**Problem requirements**
Where the records below reach the line containing "use serde::Serialize;", start transcribing, and end with the line containing "const GENERIC_VALUE_COLUMN: &str", exactly and with nothing else added.
::::
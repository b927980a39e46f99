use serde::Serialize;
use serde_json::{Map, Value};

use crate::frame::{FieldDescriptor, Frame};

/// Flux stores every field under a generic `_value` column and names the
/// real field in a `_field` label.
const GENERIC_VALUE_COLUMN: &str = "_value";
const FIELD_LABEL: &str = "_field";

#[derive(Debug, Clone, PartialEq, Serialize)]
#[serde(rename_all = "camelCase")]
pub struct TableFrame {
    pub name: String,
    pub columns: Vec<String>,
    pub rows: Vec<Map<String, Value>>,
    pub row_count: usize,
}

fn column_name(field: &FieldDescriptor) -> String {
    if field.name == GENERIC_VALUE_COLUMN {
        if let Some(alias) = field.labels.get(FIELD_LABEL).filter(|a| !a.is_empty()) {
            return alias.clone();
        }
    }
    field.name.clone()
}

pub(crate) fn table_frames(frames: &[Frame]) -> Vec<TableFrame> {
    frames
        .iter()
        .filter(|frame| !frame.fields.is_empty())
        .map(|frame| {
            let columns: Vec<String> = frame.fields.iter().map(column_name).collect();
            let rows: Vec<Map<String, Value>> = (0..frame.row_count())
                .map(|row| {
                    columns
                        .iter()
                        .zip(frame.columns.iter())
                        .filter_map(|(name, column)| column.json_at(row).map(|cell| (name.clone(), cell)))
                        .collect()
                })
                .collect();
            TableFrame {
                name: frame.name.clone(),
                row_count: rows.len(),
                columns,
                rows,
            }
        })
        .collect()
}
::::
**Task response**
use serde::Serialize;
use serde_json::{Map, Value};

use crate::frame::{FieldDescriptor, Frame};

/// Flux stores every field under a generic `_value` column and names the
/// real field in a `_field` label.
const GENERIC_VALUE_COLUMN: &str = "_value";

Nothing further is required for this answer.